This event has been called the Great Hanshin-Awaji Earthquake or the South Hyogo Prefecture earthquake, after the local province, but internationally it is more commonly known as the Kobe earthquake for that nearby city. While it was not a truly great earthquake in magnitude and energy release, it had devastating consequences for people and urban structures because of its proximity to Kobe and the densely populated corridor along the coast, because of the orientation of the rupture directly toward the city, and because of the shallowness of the rupture.

The magnitude of the main shock was 7.2 on the Richter scale, and 6.9 on the moment-magnitude scale. It occurred at 5:46 a.m. local time on January 17, which was 8:46 p.m. January 16, Universal time (Greenwich Mean Time). Aftershocks continued for many months after the initial major shock. In the seven days after, there were nineteen aftershocks having magnitudes of 4 to 5. People reported that the approaching seismic waves created a rumble, then a roar, followed by strong vibrations both vertically and horizontally. The wrenching vibrations lasted about twenty seconds.
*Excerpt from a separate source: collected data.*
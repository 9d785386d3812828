//! Bonus geometry around the character
//!
//! Decorations come from the soul's earned set. Sparkles, the point light and
//! the glow sphere follow the current score instead, so they disappear when
//! the score drops again.

use glam::{Mat4, Vec3};
use proc_gen::mesh::{
    MeshApply, Transform, UnpackedMesh, generate_cylinder, generate_sphere, generate_torus,
};
use serde::Serialize;
use std::f32::consts::{FRAC_PI_2, PI};
use swirlsoul_shared::{Decoration, DecorationSet, Face};

use crate::material::LEGENDARY_THRESHOLD;
use crate::scoring::DISCOVERY_THRESHOLD;

pub const SPARKLE_COUNT: usize = 6;

const GOLD: u32 = 0xFFD700;

#[derive(Debug, Clone, PartialEq, Serialize)]
pub struct FaceOverlay {
    pub texture: &'static str,
    pub position: [f32; 3],
    /// Plane width and height
    pub size: [f32; 2],
}

impl FaceOverlay {
    pub fn for_face(face: Face) -> Self {
        Self {
            texture: face.texture_path(),
            position: [0.0, 0.1, 0.6],
            size: [0.6, 0.6],
        }
    }
}

/// Eight-sided gold cone above the body
#[derive(Debug, Clone, PartialEq, Serialize)]
pub struct Crown {
    pub position: [f32; 3],
    pub radius: f32,
    pub height: f32,
    pub sides: u32,
    pub color: u32,
}

impl Default for Crown {
    fn default() -> Self {
        Self {
            position: [0.0, 0.8, 0.0],
            radius: 0.25,
            height: 0.3,
            sides: 8,
            color: GOLD,
        }
    }
}

impl Crown {
    pub fn mesh(&self) -> UnpackedMesh {
        let mut mesh: UnpackedMesh = generate_cylinder(self.radius, 0.0, self.height, self.sides);
        let [x, y, z] = self.position;
        mesh.apply(Transform::translate(x, y, z));
        mesh
    }
}

/// Flat ring floating over the crown
#[derive(Debug, Clone, PartialEq, Serialize)]
pub struct Halo {
    pub position: [f32; 3],
    pub radius: f32,
    pub tube: f32,
    /// Rotation about X in radians for renderers whose torus stands in XY
    pub tilt: f32,
    pub color: u32,
    pub emissive: u32,
    pub emissive_intensity: f32,
    pub opacity: f32,
}

impl Default for Halo {
    fn default() -> Self {
        Self {
            position: [0.0, 1.0, 0.0],
            radius: 0.5,
            tube: 0.04,
            tilt: FRAC_PI_2,
            color: 0xFFFFFF,
            emissive: GOLD,
            emissive_intensity: 0.3,
            opacity: 0.8,
        }
    }
}

impl Halo {
    /// Torus mesh, already laid flat in XZ
    pub fn mesh(&self) -> UnpackedMesh {
        let mut mesh: UnpackedMesh = generate_torus(self.radius, self.tube, 16, 8);
        let [x, y, z] = self.position;
        mesh.apply(Transform::translate(x, y, z));
        mesh
    }
}

#[derive(Debug, Clone, PartialEq, Serialize)]
pub struct Sparkle {
    pub position: [f32; 3],
    pub radius: f32,
    pub color: u32,
    pub emissive_intensity: f32,
}

impl Sparkle {
    fn ring(index: usize) -> Self {
        let (sin_a, cos_a) = (index as f32 * PI / 3.0).sin_cos();
        Self {
            position: [sin_a * 1.2, cos_a * 0.3 + 0.2, cos_a * 1.2],
            radius: 0.03,
            color: 0xFFFF00,
            emissive_intensity: 0.5,
        }
    }

    pub fn mesh(&self) -> UnpackedMesh {
        let mut mesh: UnpackedMesh = generate_sphere(self.radius, 6, 4);
        let [x, y, z] = self.position;
        mesh.apply(Transform::translate(x, y, z));
        mesh
    }
}

#[derive(Debug, Clone, PartialEq, Serialize)]
pub struct PointLight {
    pub position: [f32; 3],
    pub color: u32,
    pub intensity: f32,
    pub range: f32,
}

impl Default for PointLight {
    fn default() -> Self {
        Self {
            position: [0.0, 2.0, 2.0],
            color: GOLD,
            intensity: 1.5,
            range: 8.0,
        }
    }
}

/// Translucent sphere enclosing the whole character
#[derive(Debug, Clone, PartialEq, Serialize)]
pub struct GlowSphere {
    pub radius: f32,
    pub color: u32,
    pub opacity: f32,
}

impl Default for GlowSphere {
    fn default() -> Self {
        Self {
            radius: 1.6,
            color: GOLD,
            opacity: 0.15,
        }
    }
}

/// Everything the renderer draws besides the body
#[derive(Debug, Clone, PartialEq, Serialize)]
pub struct SceneDressing {
    pub face: FaceOverlay,
    pub crown: Option<Crown>,
    pub halo: Option<Halo>,
    pub sparkles: Vec<Sparkle>,
    pub light: Option<PointLight>,
    pub glow: Option<GlowSphere>,
}

impl SceneDressing {
    /// Solid decoration meshes in world space, for export
    pub fn meshes(&self) -> Vec<(&'static str, UnpackedMesh)> {
        let mut meshes = Vec::new();
        if let Some(crown) = &self.crown {
            meshes.push(("crown", crown.mesh()));
        }
        if let Some(halo) = &self.halo {
            meshes.push(("halo", halo.mesh()));
        }
        for sparkle in &self.sparkles {
            meshes.push(("sparkle", sparkle.mesh()));
        }
        meshes
    }

    /// Placement of the face plane, for renderers that take matrices
    pub fn face_matrix(&self) -> Mat4 {
        Mat4::from_translation(Vec3::from(self.face.position))
    }
}

/// Build the dressing for a face, earned decorations and current score
///
/// Unknown decoration tags are ignored. The sparkles decoration shows its
/// ring even when the score has dropped below the sparkle threshold.
pub fn dress_scene(face: Face, decorations: &DecorationSet, score: f32) -> SceneDressing {
    let radiant = score > DISCOVERY_THRESHOLD;
    let sparkles = if radiant || decorations.contains(&Decoration::SPARKLES) {
        (0..SPARKLE_COUNT).map(Sparkle::ring).collect()
    } else {
        Vec::new()
    };

    SceneDressing {
        face: FaceOverlay::for_face(face),
        crown: decorations
            .contains(&Decoration::CROWN)
            .then(Crown::default),
        halo: decorations.contains(&Decoration::HALO).then(Halo::default),
        sparkles,
        light: radiant.then(PointLight::default),
        glow: (score > LEGENDARY_THRESHOLD).then(GlowSphere::default),
    }
}
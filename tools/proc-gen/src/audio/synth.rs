//! High-level synthesizer API

use super::envelope::Envelope;
use super::oscillators::{oscillator, sine};

/// Renders short cues at a fixed sample rate
///
/// # Example
/// ```
/// use proc_gen::audio::*;
///
/// let synth = Synth::new(SAMPLE_RATE);
/// let tone = synth.tone(440.0, 0.3, Envelope::exponential(0.1, 0.01));
/// assert_eq!(tone.len(), (0.3 * SAMPLE_RATE as f32) as usize);
/// ```
#[derive(Clone, Copy, Debug)]
pub struct Synth {
    sample_rate: u32,
}

impl Synth {
    /// Create a new synthesizer with the given sample rate
    pub fn new(sample_rate: u32) -> Self {
        Self {
            sample_rate: sample_rate.max(1),
        }
    }

    pub fn sample_rate(&self) -> u32 {
        self.sample_rate
    }

    /// A single sine tone shaped by `envelope`
    pub fn tone(&self, frequency: f32, duration: f32, envelope: Envelope) -> Vec<f32> {
        let mut samples = oscillator(frequency, duration, self.sample_rate);
        envelope.apply(&mut samples);
        samples
    }

    /// Step through `frequencies`, holding each for `step` seconds
    ///
    /// The sound lasts `duration` seconds; the last note holds once the list
    /// runs out. Phase is continuous across note changes so there is no click
    /// at each step, and one envelope spans the whole sound.
    pub fn note_sequence(
        &self,
        frequencies: &[f32],
        step: f32,
        duration: f32,
        envelope: Envelope,
    ) -> Vec<f32> {
        let Some(&last) = frequencies.last() else {
            return Vec::new();
        };

        let rate = self.sample_rate as f32;
        let num_samples = (duration.max(0.0) * rate) as usize;
        let step_samples = ((step * rate) as usize).max(1);

        let mut phase = 0.0f32;
        let mut samples = Vec::with_capacity(num_samples);
        for i in 0..num_samples {
            let freq = frequencies.get(i / step_samples).copied().unwrap_or(last);
            samples.push(sine(phase));
            phase = (phase + freq / rate).fract();
        }

        envelope.apply(&mut samples);
        samples
    }
}

#[cfg(test)]
mod tests {
    use super::*;
    use crate::audio::SAMPLE_RATE;

    fn upward_crossings(samples: &[f32]) -> usize {
        samples
            .windows(2)
            .filter(|w| w[0] < 0.0 && w[1] >= 0.0)
            .count()
    }

    #[test]
    fn test_tone_is_shaped() {
        let synth = Synth::new(SAMPLE_RATE);
        let tone = synth.tone(300.0, 0.3, Envelope::exponential(0.1, 0.01));

        assert!(tone.iter().all(|s| s.abs() <= 0.1 + 1e-6));
        let tail = &tone[tone.len() - 200..];
        assert!(tail.iter().all(|s| s.abs() <= 0.012));
    }

    #[test]
    fn test_note_sequence_steps_upward() {
        let synth = Synth::new(SAMPLE_RATE);
        let seq = synth.note_sequence(
            &[200.0, 400.0, 800.0],
            0.2,
            0.8,
            Envelope::exponential(1.0, 1.0),
        );

        let step = (0.2 * SAMPLE_RATE as f32) as usize;
        assert_eq!(seq.len(), (0.8 * SAMPLE_RATE as f32) as usize);

        let first = upward_crossings(&seq[..step]);
        let second = upward_crossings(&seq[step..2 * step]);
        let third = upward_crossings(&seq[2 * step..3 * step]);
        let held = upward_crossings(&seq[3 * step..]);

        assert!((first as i32 - 40).abs() <= 1);
        assert!((second as i32 - 80).abs() <= 1);
        assert!((third as i32 - 160).abs() <= 1);
        // Last note holds for the remaining 0.2 s
        assert!((held as i32 - 160).abs() <= 1);
    }

    #[test]
    fn test_note_sequence_empty() {
        let synth = Synth::new(SAMPLE_RATE);
        assert!(
            synth
                .note_sequence(&[], 0.2, 0.8, Envelope::exponential(0.2, 0.01))
                .is_empty()
        );
    }
}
Aftereffects. The casualties and destruction were staggering. At least 5,502 people were killed, mostly from immediate crushing or entrapment in the rubble. This figure included 28 who were killed in a landslide at Nishinomiya, a town just east of Kobe. Early reports revealed 27,000 injured, but this was later raised to 37,000. As many as 310,000 people had to be evacuated to temporary shelters, including school gymnasiums and city offices, and over 70,000 were still in those shelters two months later. Initially, many residents had to camp out in the freezing January weather, having lost their homes or being afraid of more damage and collapse from the continuing aftershocks. According to the international edition of Newsweek for January 30, 1995,

Approximately 200,000 buildings were destroyed or damaged. More than 50,000 were reduced to rubble or complete collapse, thousands of others were so damaged that they had to be torn down, and others were consumed in the subsequent fires. While some modern structures, especially those built to an earthquake-resistant code (with reinforcing and bracing) instituted in 1981, were relatively unscathed, many suffered damage. Some collapsed, tilted, or sank because of unstable or settling soil and sediment.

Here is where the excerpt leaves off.